- **ABOUT THIS TASK**
Check every line of the entries below for the word "Invalid", and copy the ones that have it.
(DATA RECORDS begins)
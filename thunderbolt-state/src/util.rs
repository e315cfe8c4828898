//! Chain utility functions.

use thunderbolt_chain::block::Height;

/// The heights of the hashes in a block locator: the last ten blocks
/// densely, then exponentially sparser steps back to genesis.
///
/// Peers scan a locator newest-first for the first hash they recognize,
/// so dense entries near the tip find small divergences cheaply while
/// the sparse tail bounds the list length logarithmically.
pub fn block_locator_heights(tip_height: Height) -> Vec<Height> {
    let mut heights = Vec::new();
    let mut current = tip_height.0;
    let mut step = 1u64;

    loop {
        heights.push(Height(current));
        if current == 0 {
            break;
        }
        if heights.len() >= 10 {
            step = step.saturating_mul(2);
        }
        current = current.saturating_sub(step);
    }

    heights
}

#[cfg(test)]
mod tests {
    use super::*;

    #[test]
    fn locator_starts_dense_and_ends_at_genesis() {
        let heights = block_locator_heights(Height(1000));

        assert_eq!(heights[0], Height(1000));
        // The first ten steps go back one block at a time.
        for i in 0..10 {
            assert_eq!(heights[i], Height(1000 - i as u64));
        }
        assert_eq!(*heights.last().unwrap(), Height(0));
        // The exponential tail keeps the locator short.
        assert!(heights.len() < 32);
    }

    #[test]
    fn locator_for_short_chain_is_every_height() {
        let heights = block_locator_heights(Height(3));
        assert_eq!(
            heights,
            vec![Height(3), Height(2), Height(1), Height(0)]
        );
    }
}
(DATA RECORDS ends)
(DATA RECORDS begins)
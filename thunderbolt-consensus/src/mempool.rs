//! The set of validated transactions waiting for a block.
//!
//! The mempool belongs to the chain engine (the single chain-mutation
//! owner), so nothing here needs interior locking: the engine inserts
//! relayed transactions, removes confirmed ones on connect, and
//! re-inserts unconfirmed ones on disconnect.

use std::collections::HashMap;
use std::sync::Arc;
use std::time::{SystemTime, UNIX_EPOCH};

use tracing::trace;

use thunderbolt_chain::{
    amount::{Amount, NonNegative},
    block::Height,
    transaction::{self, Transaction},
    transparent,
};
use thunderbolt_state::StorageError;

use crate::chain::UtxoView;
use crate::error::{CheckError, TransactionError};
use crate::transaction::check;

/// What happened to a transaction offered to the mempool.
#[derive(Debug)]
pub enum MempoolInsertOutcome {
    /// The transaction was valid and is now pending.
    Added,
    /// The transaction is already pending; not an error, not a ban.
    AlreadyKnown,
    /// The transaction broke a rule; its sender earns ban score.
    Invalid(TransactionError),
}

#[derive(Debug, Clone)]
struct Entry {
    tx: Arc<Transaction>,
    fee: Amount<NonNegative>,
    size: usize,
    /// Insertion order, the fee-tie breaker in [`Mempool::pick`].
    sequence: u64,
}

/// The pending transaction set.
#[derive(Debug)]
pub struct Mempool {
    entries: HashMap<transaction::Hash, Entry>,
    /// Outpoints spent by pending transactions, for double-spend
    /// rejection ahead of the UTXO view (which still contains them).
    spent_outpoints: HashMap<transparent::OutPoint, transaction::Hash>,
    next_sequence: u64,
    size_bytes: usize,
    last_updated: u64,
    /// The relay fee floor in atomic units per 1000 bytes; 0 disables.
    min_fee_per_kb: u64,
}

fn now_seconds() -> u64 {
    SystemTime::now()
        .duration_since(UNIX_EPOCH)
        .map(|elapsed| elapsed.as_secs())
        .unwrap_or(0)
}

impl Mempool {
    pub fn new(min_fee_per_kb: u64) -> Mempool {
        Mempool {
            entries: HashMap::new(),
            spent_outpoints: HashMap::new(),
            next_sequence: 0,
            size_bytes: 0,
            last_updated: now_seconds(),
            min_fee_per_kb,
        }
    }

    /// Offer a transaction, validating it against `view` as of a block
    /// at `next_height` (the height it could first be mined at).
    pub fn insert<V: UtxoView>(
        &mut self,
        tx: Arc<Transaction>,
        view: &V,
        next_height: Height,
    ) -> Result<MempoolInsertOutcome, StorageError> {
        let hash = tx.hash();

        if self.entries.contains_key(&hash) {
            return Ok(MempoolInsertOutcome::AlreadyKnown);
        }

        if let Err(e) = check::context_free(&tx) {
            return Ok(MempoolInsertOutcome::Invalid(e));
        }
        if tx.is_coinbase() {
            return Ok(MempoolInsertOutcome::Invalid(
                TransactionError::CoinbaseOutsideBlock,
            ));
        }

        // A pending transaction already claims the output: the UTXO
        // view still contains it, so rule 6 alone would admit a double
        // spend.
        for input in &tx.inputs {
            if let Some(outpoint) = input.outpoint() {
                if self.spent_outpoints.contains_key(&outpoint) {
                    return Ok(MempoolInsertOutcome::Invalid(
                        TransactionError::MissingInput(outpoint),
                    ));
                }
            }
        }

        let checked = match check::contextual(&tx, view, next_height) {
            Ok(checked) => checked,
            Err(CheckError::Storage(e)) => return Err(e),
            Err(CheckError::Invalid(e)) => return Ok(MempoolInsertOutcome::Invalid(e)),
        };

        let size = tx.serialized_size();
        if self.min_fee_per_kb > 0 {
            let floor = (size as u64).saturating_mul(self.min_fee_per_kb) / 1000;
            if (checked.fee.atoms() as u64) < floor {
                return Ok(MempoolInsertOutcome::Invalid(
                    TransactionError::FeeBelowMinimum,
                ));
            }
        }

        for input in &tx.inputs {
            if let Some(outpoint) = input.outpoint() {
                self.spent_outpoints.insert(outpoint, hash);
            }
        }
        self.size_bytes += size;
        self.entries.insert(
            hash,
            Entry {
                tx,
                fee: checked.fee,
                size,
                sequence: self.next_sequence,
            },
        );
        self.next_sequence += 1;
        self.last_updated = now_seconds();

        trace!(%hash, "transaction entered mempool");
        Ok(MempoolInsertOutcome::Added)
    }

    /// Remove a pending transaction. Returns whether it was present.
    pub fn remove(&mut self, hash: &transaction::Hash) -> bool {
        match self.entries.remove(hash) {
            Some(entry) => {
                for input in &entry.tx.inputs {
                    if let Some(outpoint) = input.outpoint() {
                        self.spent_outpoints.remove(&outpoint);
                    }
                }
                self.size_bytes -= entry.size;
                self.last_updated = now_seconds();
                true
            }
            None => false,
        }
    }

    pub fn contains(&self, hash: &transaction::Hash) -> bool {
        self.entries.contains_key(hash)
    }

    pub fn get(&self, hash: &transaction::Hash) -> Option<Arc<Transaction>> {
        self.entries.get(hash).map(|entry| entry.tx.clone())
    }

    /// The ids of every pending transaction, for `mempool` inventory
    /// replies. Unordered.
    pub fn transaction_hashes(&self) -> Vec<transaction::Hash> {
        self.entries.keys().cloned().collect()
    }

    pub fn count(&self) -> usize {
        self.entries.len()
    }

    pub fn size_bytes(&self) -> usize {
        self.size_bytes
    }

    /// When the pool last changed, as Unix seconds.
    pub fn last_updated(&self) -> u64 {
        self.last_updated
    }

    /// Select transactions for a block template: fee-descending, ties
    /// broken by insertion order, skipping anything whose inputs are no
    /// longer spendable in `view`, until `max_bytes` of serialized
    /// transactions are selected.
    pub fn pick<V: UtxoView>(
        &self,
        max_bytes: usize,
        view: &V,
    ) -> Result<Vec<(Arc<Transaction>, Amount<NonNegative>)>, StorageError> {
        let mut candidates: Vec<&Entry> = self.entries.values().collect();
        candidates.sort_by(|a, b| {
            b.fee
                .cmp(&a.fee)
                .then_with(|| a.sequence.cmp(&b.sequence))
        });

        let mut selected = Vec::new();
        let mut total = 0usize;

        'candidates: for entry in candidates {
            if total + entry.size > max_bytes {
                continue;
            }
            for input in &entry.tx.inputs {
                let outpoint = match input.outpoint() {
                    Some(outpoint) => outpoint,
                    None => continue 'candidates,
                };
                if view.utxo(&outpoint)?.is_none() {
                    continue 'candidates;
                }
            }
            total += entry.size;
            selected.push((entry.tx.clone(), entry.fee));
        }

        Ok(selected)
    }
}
(DATA RECORDS ends)
- **EXERCISE RESULT**
    Invalid(TransactionError),
            return Ok(MempoolInsertOutcome::Invalid(e));
            return Ok(MempoolInsertOutcome::Invalid(
                    return Ok(MempoolInsertOutcome::Invalid(
            Err(CheckError::Invalid(e)) => return Ok(MempoolInsertOutcome::Invalid(e)),
                return Ok(MempoolInsertOutcome::Invalid(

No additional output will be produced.